▶ **What you should do**: Please show every line in the entries below that includes the word "HashMap".

┄┄┄┄┄┄┄┄┄┄┄┄┄┄┄┄┄┄┄┄

#[cfg(test)]
mod tests {
    use super::*;
    use ndarray::array;

    fn finite_diff(g: &Graph, cost: NodeId, x: NodeId, at: &ArrayD<f64>) -> ArrayD<f64> {
        let eps = 1e-6;
        let mut out = ArrayD::zeros(at.raw_dim());
        for (i, slot) in out.iter_mut().enumerate() {
            let mut plus = at.clone();
            let mut minus = at.clone();
            *plus.iter_mut().nth(i).unwrap() += eps;
            *minus.iter_mut().nth(i).unwrap() -= eps;
            let fp = evaluate_scalar(g, cost, &HashMap::from([(x, plus)])).unwrap();
            let fm = evaluate_scalar(g, cost, &HashMap::from([(x, minus)])).unwrap();
            *slot = (fp - fm) / (2.0 * eps);
        }
        out
    }

    #[test]
    fn test_broadcasting_eval() {
        let mut g = Graph::new();
        let a = g.constant(array![[1.0], [2.0]].into_dyn());
        let b = g.constant(array![10.0, 20.0, 30.0].into_dyn());
        let c = g.add(a, b);
        let out = evaluate(&mut g, &[c], &Givens::new()).unwrap();
        assert_eq!(out[0].shape(), &[2, 3]);
        assert_eq!(out[0][[1, 2]], 32.0);
        assert_eq!(infer_shape(&g, c, &Givens::new()).unwrap(), vec![2, 3]);
    }

    #[test]
    fn test_gradient_finite_diff() {
        let mut g = Graph::new();
        let x = g.input("x", 1);
        let c = g.constant(array![[1.0], [2.0]].into_dyn());
        let ex = g.exp(x);
        let scaled = g.mul(ex, c);
        let sq = g.square(x);
        let sp = g.softplus(x);
        let lg = g.unary(UnaryOp::LnGamma, ex);
        let zero = g.scalar(0.0);
        let pos = g.gt(x, zero);
        let sw = g.switch(pos, sq, sp);
        let t1 = g.add(scaled, sw);
        let t2 = g.add(t1, lg);
        let picked = g.index(t2, vec![vec![1, 0], vec![0, 2]]).unwrap();
        let cost = g.sum(picked);

        let at = array![0.3, 1.2, -0.5].into_dyn();
        let givens = HashMap::from([(x, at.clone())]);
        let (_, grads) = grad(&g, cost, &[x], &givens).unwrap();
        let numerical = finite_diff(&g, cost, x, &at);
        for (a, n) in grads[0].iter().zip(numerical.iter()) {
            assert!((a - n).abs() < 1e-4, "analytic={}, numerical={}", a, n);
        }
    }

    #[test]
    fn test_set_subtensor_gradient() {
        let mut g = Graph::new();
        let x = g.input("x", 1);
        let base = g.constant(ArrayD::zeros(IxDyn(&[4])));
        let filled = g.set_subtensor(base, vec![vec![0, 3]], x).unwrap();
        let sq = g.square(filled);
        let cost = g.sum(sq);

        let at = array![1.5, -2.0].into_dyn();
        let givens = HashMap::from([(x, at)]);
        let mut ev = Evaluator::new(&g, &givens);
        assert_eq!(ev.value(filled).unwrap(), &array![1.5, 0.0, 0.0, -2.0].into_dyn());
        let (val, grads) = grad(&g, cost, &[x], &givens).unwrap();
        assert!((val - 6.25).abs() < 1e-12);
        assert_eq!(grads[0], array![3.0, -4.0].into_dyn());
    }

    #[test]
    fn test_mvnormal_matches_independent_normals() {
        let mut g = Graph::new();
        let x = g.input("x", 1);
        let mu = g.constant(array![0.0, 1.0].into_dyn());
        let cov = g.constant(array![[1.0, 0.0], [0.0, 4.0]].into_dyn());
        let lp = g.mv_normal_logp(x, mu, cov);

        let at = array![0.5, -1.0].into_dyn();
        let givens = HashMap::from([(x, at.clone())]);
        let (val, grads) = grad(&g, lp, &[x], &givens).unwrap();
        let norm = |v: f64, m: f64, s: f64| -0.5 * ((v - m) / s).powi(2) - s.ln() - 0.5 * std::f64::consts::TAU.ln();
        let expected = norm(0.5, 0.0, 1.0) + norm(-1.0, 1.0, 2.0);
        assert!((val - expected).abs() < 1e-10);
        assert!((grads[0][0] + 0.5).abs() < 1e-10);
        assert!((grads[0][1] - 0.5).abs() < 1e-10);
    }

    #[test]
    fn test_mvnormal_covariance_gradient() {
        let mut g = Graph::new();
        let cov = g.input("cov", 2);
        let x = g.constant(array![0.3, -0.7].into_dyn());
        let mu = g.constant(array![0.0, 0.0].into_dyn());
        let lp = g.mv_normal_logp(x, mu, cov);
        let at = array![[2.0, 0.3], [0.3, 1.0]].into_dyn();
        let (_, grads) = grad(&g, lp, &[cov], &HashMap::from([(cov, at.clone())])).unwrap();
        // The factorization reads the lower triangle only, so compare the
        // summed off-diagonal sensitivities.
        let numerical = finite_diff(&g, lp, cov, &at);
        assert!((grads[0][[0, 0]] - numerical[[0, 0]]).abs() < 1e-4);
        assert!((grads[0][[1, 1]] - numerical[[1, 1]]).abs() < 1e-4);
        let off = grads[0][[0, 1]] + grads[0][[1, 0]];
        let off_num = numerical[[0, 1]] + numerical[[1, 0]];
        assert!((off - off_num).abs() < 1e-4);
    }

    #[test]
    fn test_missing_input_is_reported() {
        let mut g = Graph::new();
        let x = g.input("x", 0);
        let y = g.exp(x);
        match evaluate(&mut g, &[y], &Givens::new()) {
            Err(ModelError::MissingInput(name)) => assert_eq!(name, "x"),
            other => panic!("unexpected {:?}", other),
        }
    }

    #[test]
    fn test_shape_of_follows_shared_data() {
        let mut g = Graph::new();
        let data = g.shared("data", ArrayD::zeros(IxDyn(&[3, 2])));
        let n = g.shape_of(data, 0).unwrap();
        let one = g.scalar(1.0);
        let b = g.broadcast_to(one, vec![n]).unwrap();
        assert_eq!(infer_shape(&g, b, &Givens::new()).unwrap(), vec![3]);
        g.set_shared(data, ArrayD::zeros(IxDyn(&[5, 2]))).unwrap();
        assert_eq!(infer_shape(&g, b, &Givens::new()).unwrap(), vec![5]);
    }
}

┄┄┄┄┄┄┄┄┄┄┄┄┄┄┄┄┄┄┄┄

▶ **Your solution**:
            let fp = evaluate_scalar(g, cost, &HashMap::from([(x, plus)])).unwrap();
            let fm = evaluate_scalar(g, cost, &HashMap::from([(x, minus)])).unwrap();
        let givens = HashMap::from([(x, at.clone())]);
        let givens = HashMap::from([(x, at)]);
        let givens = HashMap::from([(x, at.clone())]);
        let (_, grads) = grad(&g, lp, &[cov], &HashMap::from([(cov, at.clone())])).unwrap();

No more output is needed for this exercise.